RabbitMQ Metrics

Introduction

RabbitMQ is a popular open-source message broker that helps applications communicate with each other through messaging. As your messaging system grows, understanding and monitoring the right metrics becomes crucial for ensuring system health, performance, and reliability.

In this guide, we'll explore the essential metrics you should monitor in your RabbitMQ deployment, how to interpret them, and which tools you can use to collect these metrics.

Why Monitor RabbitMQ?

Before diving into specific metrics, let's understand why monitoring is important:

Prevent outages: Detect potential issues before they cause service disruptions
Performance optimization: Identify bottlenecks and optimize your configuration
Capacity planning: Track growth trends to plan infrastructure expansions
Troubleshooting: Have historical data to diagnose issues when they occur

Core RabbitMQ Metrics Categories

RabbitMQ metrics can be grouped into several categories:

Node metrics
Queue metrics
Channel and connection metrics
Exchange metrics
Cluster-wide metrics

Let's explore each category in detail.

Node Metrics

Node metrics provide insights into the health and resource utilization of your RabbitMQ server instances.

Memory Usage

RabbitMQ is memory-intensive, and memory issues are common causes of problems.

# Get memory usage via management API
curl -s -u guest:guest http://localhost:15672/api/nodes | jq '.[0].mem_used'

Key memory metrics to watch:

Memory used: Total memory used by the RabbitMQ node
Memory alarm: Binary status indicating if a memory alarm is in effect
Memory limit: The configured memory threshold that triggers alarms
Memory high watermark: Percentage of system memory that, when reached, will trigger flow control

When a node reaches its memory high watermark (default is 40% of system memory), it will block publishers until memory usage drops below the threshold.

File Descriptors and Socket Descriptors

RabbitMQ needs file descriptors for many operations, including maintaining connections.

# Get file descriptor usage
curl -s -u guest:guest http://localhost:15672/api/nodes | jq '.[0].fd_used'
curl -s -u guest:guest http://localhost:15672/api/nodes | jq '.[0].fd_total'

Metrics to monitor:

File descriptors used: Current number of file descriptors in use
File descriptor limit: Maximum allowed file descriptors
Socket descriptors used: Current number of socket connections
Socket descriptor limit: Maximum allowed socket connections

If you hit the file descriptor limit, RabbitMQ will stop accepting new connections.

Disk Space

RabbitMQ uses disk space for message persistence, queue indices, and the mnesia database.
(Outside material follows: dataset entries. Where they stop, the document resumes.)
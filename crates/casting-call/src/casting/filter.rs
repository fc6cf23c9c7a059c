use serde::{Deserialize, Serialize};

use super::domain::{ApplicantRecord, Gender, UserRecord};

/// Fields a listing can be narrowed on. Implemented by every record shown in a filterable table.
pub trait Filterable {
    fn name(&self) -> &str;
    fn email(&self) -> &str;
    fn age(&self) -> Option<&str>;
    fn gender(&self) -> Option<Gender>;
    fn location(&self) -> Option<&str>;
}

impl Filterable for UserRecord {
    fn name(&self) -> &str {
        &self.name
    }

    fn email(&self) -> &str {
        &self.email
    }

    fn age(&self) -> Option<&str> {
        self.age.as_deref()
    }

    fn gender(&self) -> Option<Gender> {
        self.gender
    }

    fn location(&self) -> Option<&str> {
        self.location.as_deref()
    }
}

impl Filterable for ApplicantRecord {
    fn name(&self) -> &str {
        &self.name
    }

    fn email(&self) -> &str {
        &self.email
    }

    fn age(&self) -> Option<&str> {
        self.age.as_deref()
    }

    fn gender(&self) -> Option<Gender> {
        None
    }

    fn location(&self) -> Option<&str> {
        self.address.as_deref()
    }
}

/// Age constraint of a listing. Range and exact matching cannot be active together.
#[derive(Debug, Clone, Copy, PartialEq, Eq, Default, Serialize)]
#[serde(rename_all = "snake_case", tag = "kind")]
pub enum AgeCriterion {
    #[default]
    Any,
    Range {
        from: Option<u32>,
        to: Option<u32>,
    },
    Exact {
        age: u32,
    },
}

impl AgeCriterion {
    fn admits(self, raw_age: Option<&str>) -> bool {
        if self == AgeCriterion::Any {
            return true;
        }

        let Some(age) = raw_age.and_then(parse_age) else {
            return false;
        };

        match self {
            AgeCriterion::Any => true,
            AgeCriterion::Exact { age: expected } => age == expected,
            AgeCriterion::Range { from, to } => {
                from.map_or(true, |lower| age >= lower) && to.map_or(true, |upper| age <= upper)
            }
        }
    }
}

/// Active predicates for a user or applicant listing, combined with logical AND.
#[derive(Debug, Clone, PartialEq, Eq, Default, Serialize)]
#[serde(rename_all = "camelCase")]
pub struct FilterSpec {
    pub search_text: Option<String>,
    pub age: AgeCriterion,
    pub gender: Option<Gender>,
    pub location: Option<String>,
}

impl FilterSpec {
    pub fn new() -> Self {
        Self::default()
    }

    pub fn is_empty(&self) -> bool {
        self == &Self::default()
    }

    pub fn with_search(mut self, text: impl Into<String>) -> Self {
        self.search_text = non_blank(text.into());
        self
    }

    pub fn with_gender(mut self, gender: Gender) -> Self {
        self.gender = Some(gender);
        self
    }

    pub fn with_location(mut self, location: impl Into<String>) -> Self {
        self.location = non_blank(location.into());
        self
    }

    pub fn with_age_range(mut self, from: Option<u32>, to: Option<u32>) -> Self {
        self.set_age_range(from, to);
        self
    }

    pub fn with_age_exact(mut self, age: u32) -> Self {
        self.set_age_exact(age);
        self
    }

    /// Replace any age constraint with an inclusive range. Clears an exact age.
    pub fn set_age_range(&mut self, from: Option<u32>, to: Option<u32>) {
        self.age = match (from, to) {
            (None, None) => AgeCriterion::Any,
            (from, to) => AgeCriterion::Range { from, to },
        };
    }

    /// Replace any age constraint with an exact match. Clears both range bounds.
    pub fn set_age_exact(&mut self, age: u32) {
        self.age = AgeCriterion::Exact { age };
    }

    pub fn clear_age(&mut self) {
        self.age = AgeCriterion::Any;
    }

    pub fn reset(&mut self) {
        *self = Self::default();
    }

    pub fn matches<T: Filterable + ?Sized>(&self, record: &T) -> bool {
        Predicate::compile(self).matches(record)
    }
}

/// Lower-cased needles computed once per listing rather than once per record.
struct Predicate {
    search: Option<String>,
    age: AgeCriterion,
    gender: Option<Gender>,
    location: Option<String>,
}

impl Predicate {
    fn compile(spec: &FilterSpec) -> Self {
        Self {
            search: spec.search_text.as_deref().map(str::to_lowercase),
            age: spec.age,
            gender: spec.gender,
            location: spec.location.as_deref().map(str::to_lowercase),
        }
    }

    fn matches<T: Filterable + ?Sized>(&self, record: &T) -> bool {
        let search_ok = self.search.as_deref().map_or(true, |needle| {
            contains_folded(record.name(), needle) || contains_folded(record.email(), needle)
        });

        let gender_ok = self
            .gender
            .map_or(true, |wanted| record.gender() == Some(wanted));

        let location_ok = self.location.as_deref().map_or(true, |needle| {
            record
                .location()
                .is_some_and(|location| contains_folded(location, needle))
        });

        search_ok && self.age.admits(record.age()) && gender_ok && location_ok
    }
}

fn contains_folded(haystack: &str, folded_needle: &str) -> bool {
    haystack.to_lowercase().contains(folded_needle)
}

/// Parse the leading integer of a stored age (`"30"`, `" 30 yrs"`). Returns `None` when the
/// value does not start with a digit or overflows.
pub fn parse_age(raw: &str) -> Option<u32> {
    let trimmed = raw.trim_start();
    let digits = trimmed
        .find(|c: char| !c.is_ascii_digit())
        .map_or(trimmed, |end| &trimmed[..end]);

    if digits.is_empty() {
        return None;
    }
    digits.parse().ok()
}

/// Return the records matching `spec`, preserving input order.
pub fn filter_records<'a, T: Filterable>(records: &'a [T], spec: &FilterSpec) -> Vec<&'a T> {
    let predicate = Predicate::compile(spec);
    records
        .iter()
        .filter(|record| predicate.matches(*record))
        .collect()
}

/// Owned variant of [`filter_records`].
pub fn filter_owned<T: Filterable + Clone>(records: &[T], spec: &FilterSpec) -> Vec<T> {
    filter_records(records, spec).into_iter().cloned().collect()
}

/// "Showing N of M" counts for a filtered listing.
#[derive(Debug, Clone, Copy, PartialEq, Eq, Serialize)]
pub struct ListingSummary {
    pub shown: usize,
    pub total: usize,
}

impl ListingSummary {
    pub fn describe(&self, noun: &str) -> String {
        format!("Showing {} of {} {}", self.shown, self.total, noun)
    }
}

/// Raw filter inputs as typed into the listing form or passed on a query string.
#[derive(Debug, Clone, Default, PartialEq, Eq, Deserialize)]
#[serde(rename_all = "camelCase", default)]
pub struct FilterQuery {
    pub search: Option<String>,
    pub age_from: Option<String>,
    pub age_to: Option<String>,
    pub age_exact: Option<String>,
    pub gender: Option<String>,
    pub location: Option<String>,
}

#[derive(Debug, thiserror::Error, PartialEq, Eq)]
pub enum FilterError {
    #[error("{field} must be a whole number, got '{value}'")]
    InvalidAge { field: &'static str, value: String },
    #[error("unknown gender '{0}', expected Male, Female or Other")]
    InvalidGender(String),
}

impl TryFrom<FilterQuery> for FilterSpec {
    type Error = FilterError;

    fn try_from(query: FilterQuery) -> Result<Self, Self::Error> {
        let mut spec = FilterSpec::new();
        spec.search_text = query.search.and_then(non_blank);
        spec.location = query.location.and_then(non_blank);

        if let Some(raw) = query.gender.and_then(non_blank) {
            let gender = Gender::from_label(&raw).ok_or(FilterError::InvalidGender(raw))?;
            spec.gender = Some(gender);
        }

        match parse_bound("ageExact", query.age_exact)? {
            Some(age) => spec.set_age_exact(age),
            None => spec.set_age_range(
                parse_bound("ageFrom", query.age_from)?,
                parse_bound("ageTo", query.age_to)?,
            ),
        }

        Ok(spec)
    }
}

fn parse_bound(field: &'static str, raw: Option<String>) -> Result<Option<u32>, FilterError> {
    match raw.and_then(non_blank) {
        None => Ok(None),
        Some(value) => value
            .trim()
            .parse::<u32>()
            .map(Some)
            .map_err(|_| FilterError::InvalidAge { field, value }),
    }
}

fn non_blank(value: String) -> Option<String> {
    if value.trim().is_empty() {
        None
    } else {
        Some(value)
    }
}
# Get disk space information
curl -s -u guest:guest http://localhost:15672/api/nodes | jq '.[0].disk_free'

Relevant metrics:

Free disk space: Available disk space on the node
Disk alarm: Binary status indicating if a disk alarm is in effect
Disk free limit: The threshold that triggers disk alarms

Similar to memory alarms, disk alarms block publishers until the situation improves.

Erlang Processes

RabbitMQ runs on the Erlang VM, which uses lightweight processes.

# Get Erlang process usage
curl -s -u guest:guest http://localhost:15672/api/nodes | jq '.[0].proc_used'
curl -s -u guest:guest http://localhost:15672/api/nodes | jq '.[0].proc_total'

Pay attention to:

Processes used: Current number of Erlang processes
Process limit: Maximum allowed Erlang processes

Queue Metrics

Queues are the core of RabbitMQ's functionality, and their metrics are essential to monitor.

Queue Depth

The number of messages in a queue is its depth.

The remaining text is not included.